───── EXERCISE MATERIALS
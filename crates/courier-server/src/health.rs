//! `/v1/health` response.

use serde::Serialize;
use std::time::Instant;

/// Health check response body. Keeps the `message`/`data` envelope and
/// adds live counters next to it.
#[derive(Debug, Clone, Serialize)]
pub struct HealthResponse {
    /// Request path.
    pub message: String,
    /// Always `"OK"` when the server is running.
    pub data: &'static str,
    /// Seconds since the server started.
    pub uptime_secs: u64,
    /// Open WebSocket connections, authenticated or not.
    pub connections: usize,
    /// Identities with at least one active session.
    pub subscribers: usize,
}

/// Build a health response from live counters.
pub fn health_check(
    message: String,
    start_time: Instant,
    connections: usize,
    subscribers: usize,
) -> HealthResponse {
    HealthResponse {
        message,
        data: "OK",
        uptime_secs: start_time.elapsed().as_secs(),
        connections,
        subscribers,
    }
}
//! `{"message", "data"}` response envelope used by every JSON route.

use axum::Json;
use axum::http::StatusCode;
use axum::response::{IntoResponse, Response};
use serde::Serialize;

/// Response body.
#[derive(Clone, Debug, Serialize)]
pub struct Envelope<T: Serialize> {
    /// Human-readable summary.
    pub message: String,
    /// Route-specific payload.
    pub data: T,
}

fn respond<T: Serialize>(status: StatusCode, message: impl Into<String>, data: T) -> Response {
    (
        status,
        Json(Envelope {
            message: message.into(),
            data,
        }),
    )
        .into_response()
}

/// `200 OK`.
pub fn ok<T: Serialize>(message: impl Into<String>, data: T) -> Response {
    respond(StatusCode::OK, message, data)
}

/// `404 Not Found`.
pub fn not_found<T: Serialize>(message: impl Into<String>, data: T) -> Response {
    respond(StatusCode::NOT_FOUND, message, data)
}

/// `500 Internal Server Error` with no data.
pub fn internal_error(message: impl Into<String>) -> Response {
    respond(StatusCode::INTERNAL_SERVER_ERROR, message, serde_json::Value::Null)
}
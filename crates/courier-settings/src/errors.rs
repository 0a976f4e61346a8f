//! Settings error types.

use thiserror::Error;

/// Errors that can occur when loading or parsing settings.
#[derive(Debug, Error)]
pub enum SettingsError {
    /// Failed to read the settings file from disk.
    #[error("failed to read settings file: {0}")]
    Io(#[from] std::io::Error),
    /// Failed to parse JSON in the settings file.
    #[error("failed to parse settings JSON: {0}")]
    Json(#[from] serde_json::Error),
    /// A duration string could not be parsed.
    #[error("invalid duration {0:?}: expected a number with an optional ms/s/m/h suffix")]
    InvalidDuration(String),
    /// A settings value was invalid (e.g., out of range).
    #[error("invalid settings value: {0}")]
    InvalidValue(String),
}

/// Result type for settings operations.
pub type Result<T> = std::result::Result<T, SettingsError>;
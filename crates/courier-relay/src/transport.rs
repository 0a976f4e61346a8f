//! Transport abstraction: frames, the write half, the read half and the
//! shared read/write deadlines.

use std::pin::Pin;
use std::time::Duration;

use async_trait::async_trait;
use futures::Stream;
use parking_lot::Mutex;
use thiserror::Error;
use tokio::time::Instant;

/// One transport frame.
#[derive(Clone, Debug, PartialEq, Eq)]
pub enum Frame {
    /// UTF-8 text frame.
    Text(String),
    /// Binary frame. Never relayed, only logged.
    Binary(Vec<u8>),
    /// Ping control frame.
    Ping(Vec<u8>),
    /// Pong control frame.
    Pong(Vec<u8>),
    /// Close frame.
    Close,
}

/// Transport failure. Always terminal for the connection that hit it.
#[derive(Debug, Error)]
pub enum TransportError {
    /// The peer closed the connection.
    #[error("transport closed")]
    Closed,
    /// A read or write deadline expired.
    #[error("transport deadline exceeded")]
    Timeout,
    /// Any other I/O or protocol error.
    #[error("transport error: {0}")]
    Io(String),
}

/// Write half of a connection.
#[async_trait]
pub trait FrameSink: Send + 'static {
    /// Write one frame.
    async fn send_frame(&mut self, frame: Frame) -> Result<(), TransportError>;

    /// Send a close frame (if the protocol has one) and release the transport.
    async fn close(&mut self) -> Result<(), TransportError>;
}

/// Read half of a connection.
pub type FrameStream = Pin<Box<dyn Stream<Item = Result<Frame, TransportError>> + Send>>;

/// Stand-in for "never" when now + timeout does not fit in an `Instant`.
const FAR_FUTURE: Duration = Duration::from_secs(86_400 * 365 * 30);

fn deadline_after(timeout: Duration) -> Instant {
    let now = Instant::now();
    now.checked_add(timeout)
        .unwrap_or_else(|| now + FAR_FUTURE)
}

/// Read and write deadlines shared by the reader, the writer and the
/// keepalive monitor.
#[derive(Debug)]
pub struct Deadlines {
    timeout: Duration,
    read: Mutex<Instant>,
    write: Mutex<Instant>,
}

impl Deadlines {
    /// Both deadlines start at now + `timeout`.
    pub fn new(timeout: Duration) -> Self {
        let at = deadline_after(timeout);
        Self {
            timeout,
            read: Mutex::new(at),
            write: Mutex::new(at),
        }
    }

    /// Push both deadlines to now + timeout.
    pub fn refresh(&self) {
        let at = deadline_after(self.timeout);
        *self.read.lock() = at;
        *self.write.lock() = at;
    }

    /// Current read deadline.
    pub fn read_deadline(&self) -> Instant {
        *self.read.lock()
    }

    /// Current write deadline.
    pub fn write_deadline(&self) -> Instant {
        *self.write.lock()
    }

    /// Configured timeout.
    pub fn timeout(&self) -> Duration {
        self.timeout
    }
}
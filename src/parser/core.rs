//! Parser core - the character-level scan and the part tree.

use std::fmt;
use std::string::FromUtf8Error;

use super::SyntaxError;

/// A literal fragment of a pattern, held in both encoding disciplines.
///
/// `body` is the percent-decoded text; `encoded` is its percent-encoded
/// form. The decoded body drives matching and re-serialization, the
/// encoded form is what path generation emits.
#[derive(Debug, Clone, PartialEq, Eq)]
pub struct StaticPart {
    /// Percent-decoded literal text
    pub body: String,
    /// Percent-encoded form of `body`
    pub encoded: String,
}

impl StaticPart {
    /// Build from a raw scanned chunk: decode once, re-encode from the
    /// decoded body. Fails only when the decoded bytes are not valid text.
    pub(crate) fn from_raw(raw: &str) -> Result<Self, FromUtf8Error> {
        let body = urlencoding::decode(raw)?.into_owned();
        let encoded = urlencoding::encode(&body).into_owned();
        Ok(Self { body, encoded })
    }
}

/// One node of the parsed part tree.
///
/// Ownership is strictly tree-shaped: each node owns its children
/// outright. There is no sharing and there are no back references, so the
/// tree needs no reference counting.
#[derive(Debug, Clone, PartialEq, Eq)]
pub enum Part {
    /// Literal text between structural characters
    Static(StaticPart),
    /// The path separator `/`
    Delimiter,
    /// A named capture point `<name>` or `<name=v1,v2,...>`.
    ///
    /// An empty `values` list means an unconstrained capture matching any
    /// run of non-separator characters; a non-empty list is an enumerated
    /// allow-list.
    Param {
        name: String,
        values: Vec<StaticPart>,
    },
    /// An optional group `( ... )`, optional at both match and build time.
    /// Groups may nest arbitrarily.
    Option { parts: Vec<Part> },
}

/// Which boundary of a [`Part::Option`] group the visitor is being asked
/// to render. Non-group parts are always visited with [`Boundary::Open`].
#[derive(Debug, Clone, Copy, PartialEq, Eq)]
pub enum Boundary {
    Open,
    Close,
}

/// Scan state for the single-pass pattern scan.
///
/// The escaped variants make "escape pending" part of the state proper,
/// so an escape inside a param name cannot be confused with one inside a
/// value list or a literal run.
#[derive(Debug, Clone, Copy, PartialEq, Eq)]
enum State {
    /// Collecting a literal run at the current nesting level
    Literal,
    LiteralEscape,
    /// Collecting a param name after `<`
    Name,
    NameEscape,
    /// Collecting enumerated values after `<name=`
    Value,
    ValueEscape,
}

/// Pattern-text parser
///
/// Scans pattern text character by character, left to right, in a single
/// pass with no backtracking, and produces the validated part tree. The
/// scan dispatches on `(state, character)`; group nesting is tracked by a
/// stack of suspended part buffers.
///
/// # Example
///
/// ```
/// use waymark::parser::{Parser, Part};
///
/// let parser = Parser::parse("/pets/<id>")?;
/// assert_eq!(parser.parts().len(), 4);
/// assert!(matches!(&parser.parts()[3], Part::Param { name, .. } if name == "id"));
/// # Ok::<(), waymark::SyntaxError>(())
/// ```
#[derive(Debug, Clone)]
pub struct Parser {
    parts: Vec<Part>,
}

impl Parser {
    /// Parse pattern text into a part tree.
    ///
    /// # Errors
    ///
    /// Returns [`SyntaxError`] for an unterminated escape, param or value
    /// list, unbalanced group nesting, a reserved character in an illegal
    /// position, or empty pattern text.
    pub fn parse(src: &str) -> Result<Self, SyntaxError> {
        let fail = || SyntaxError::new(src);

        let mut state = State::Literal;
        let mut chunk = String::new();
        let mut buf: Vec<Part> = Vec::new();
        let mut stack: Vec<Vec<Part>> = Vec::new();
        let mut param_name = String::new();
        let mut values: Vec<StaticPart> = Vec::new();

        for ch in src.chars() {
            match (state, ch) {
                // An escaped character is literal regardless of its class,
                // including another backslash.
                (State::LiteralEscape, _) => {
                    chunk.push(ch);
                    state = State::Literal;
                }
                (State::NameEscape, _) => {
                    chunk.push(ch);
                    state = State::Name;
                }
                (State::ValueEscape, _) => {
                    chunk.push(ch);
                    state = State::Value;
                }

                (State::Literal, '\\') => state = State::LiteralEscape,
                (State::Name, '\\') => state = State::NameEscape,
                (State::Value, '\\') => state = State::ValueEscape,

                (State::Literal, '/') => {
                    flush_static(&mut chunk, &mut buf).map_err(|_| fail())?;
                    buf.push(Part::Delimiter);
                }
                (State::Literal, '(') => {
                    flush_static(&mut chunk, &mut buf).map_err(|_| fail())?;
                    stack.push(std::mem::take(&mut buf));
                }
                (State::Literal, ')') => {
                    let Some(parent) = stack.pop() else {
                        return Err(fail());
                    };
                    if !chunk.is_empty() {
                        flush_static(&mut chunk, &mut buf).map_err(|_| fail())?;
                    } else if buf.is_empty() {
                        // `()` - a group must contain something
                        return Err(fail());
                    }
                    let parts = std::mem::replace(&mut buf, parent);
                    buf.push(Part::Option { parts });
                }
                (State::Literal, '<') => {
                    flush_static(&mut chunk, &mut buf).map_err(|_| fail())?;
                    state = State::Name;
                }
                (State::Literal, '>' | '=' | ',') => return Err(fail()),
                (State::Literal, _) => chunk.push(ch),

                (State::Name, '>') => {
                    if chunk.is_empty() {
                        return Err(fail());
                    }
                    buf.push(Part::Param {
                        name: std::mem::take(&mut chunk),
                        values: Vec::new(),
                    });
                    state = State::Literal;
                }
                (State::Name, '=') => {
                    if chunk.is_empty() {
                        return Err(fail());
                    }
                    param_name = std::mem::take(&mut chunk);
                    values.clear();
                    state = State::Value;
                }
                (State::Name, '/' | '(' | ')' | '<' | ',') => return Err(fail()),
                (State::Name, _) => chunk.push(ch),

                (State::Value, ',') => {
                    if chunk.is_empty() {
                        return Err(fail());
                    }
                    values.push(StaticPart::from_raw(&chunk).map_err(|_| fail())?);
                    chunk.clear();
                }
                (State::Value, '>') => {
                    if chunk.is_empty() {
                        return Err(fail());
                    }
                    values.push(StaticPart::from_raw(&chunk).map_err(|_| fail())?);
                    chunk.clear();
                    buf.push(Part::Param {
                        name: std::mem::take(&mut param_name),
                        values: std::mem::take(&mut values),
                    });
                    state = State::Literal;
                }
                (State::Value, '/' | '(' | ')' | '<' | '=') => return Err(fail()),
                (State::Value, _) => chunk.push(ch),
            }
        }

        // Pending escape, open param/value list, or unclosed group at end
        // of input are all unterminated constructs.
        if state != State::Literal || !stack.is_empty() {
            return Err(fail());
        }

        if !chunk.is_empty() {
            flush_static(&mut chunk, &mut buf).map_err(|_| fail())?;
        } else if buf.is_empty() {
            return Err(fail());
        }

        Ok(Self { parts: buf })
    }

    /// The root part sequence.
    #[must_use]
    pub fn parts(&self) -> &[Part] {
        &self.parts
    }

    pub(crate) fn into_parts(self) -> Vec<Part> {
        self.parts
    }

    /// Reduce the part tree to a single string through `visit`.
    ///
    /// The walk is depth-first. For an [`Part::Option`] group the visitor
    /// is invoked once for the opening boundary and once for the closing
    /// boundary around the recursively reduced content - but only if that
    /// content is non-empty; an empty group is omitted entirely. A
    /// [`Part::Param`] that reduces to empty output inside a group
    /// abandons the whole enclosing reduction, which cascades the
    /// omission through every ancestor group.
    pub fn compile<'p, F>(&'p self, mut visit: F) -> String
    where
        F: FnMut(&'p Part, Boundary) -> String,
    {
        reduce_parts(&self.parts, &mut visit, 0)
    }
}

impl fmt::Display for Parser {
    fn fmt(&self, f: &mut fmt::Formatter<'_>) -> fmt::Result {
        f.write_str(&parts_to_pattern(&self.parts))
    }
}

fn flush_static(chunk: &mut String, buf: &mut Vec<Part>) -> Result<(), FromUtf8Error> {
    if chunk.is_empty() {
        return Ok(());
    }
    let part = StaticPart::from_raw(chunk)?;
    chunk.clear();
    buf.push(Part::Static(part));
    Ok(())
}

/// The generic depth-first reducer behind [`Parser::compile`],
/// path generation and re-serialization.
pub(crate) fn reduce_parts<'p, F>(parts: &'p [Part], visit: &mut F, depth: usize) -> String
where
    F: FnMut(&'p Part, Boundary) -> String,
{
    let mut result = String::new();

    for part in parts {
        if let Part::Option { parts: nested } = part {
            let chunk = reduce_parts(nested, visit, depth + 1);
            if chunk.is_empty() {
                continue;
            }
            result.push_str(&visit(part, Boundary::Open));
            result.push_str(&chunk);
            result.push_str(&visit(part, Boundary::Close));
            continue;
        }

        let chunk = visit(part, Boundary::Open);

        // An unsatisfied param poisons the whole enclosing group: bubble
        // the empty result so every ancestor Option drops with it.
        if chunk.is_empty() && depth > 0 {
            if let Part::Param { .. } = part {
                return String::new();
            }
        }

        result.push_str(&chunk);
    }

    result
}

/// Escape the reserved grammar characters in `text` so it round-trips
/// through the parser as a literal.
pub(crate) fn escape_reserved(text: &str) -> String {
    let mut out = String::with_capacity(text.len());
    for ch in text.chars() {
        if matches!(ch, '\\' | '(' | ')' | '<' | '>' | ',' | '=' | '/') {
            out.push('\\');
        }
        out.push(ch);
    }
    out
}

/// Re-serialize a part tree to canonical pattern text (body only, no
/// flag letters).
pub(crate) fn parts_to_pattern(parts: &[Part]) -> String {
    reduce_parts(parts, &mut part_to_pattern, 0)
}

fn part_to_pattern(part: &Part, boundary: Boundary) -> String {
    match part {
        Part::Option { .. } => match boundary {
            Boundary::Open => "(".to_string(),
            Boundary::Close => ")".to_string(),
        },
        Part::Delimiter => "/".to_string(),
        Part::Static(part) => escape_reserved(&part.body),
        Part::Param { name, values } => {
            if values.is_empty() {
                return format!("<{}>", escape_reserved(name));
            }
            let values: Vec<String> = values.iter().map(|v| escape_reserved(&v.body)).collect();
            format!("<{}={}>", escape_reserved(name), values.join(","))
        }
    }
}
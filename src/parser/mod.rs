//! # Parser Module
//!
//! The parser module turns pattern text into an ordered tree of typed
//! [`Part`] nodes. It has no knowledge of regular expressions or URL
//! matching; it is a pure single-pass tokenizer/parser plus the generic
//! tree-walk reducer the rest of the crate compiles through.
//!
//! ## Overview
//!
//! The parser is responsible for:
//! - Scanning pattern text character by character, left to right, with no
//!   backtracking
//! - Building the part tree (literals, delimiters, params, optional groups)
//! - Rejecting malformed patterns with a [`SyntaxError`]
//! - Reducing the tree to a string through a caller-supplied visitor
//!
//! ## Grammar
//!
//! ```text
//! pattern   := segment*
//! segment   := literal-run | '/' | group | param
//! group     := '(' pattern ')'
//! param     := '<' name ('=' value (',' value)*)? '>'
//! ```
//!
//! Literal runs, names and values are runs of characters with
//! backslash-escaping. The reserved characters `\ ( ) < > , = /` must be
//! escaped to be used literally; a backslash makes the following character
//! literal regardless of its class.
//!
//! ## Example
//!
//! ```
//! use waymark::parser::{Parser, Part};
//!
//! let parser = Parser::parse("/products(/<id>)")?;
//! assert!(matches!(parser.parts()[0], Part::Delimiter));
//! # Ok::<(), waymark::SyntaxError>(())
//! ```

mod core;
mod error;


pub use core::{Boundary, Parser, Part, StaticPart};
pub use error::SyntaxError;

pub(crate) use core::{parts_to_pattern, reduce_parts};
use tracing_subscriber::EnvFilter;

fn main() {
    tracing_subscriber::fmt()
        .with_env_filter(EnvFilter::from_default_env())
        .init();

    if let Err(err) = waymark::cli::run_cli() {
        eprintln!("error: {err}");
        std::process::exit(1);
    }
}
──────────
* PROBLEM DETAILS:
Taking the lines above, repeat exactly those from the line that contains "match (state, ch)" through the line that contains "(State::Literal, ')') =>", and both of those lines as well. Include nothing else.

* ANSWER BOX:
            match (state, ch) {
                // An escaped character is literal regardless of its class,
                // including another backslash.
                (State::LiteralEscape, _) => {
                    chunk.push(ch);
                    state = State::Literal;
                }
                (State::NameEscape, _) => {
                    chunk.push(ch);
                    state = State::Name;
                }
                (State::ValueEscape, _) => {
                    chunk.push(ch);
                    state = State::Value;
                }

                (State::Literal, '\\') => state = State::LiteralEscape,
                (State::Name, '\\') => state = State::NameEscape,
                (State::Value, '\\') => state = State::ValueEscape,

                (State::Literal, '/') => {
                    flush_static(&mut chunk, &mut buf).map_err(|_| fail())?;
                    buf.push(Part::Delimiter);
                }
                (State::Literal, '(') => {
                    flush_static(&mut chunk, &mut buf).map_err(|_| fail())?;
                    stack.push(std::mem::take(&mut buf));
                }
                (State::Literal, ')') => {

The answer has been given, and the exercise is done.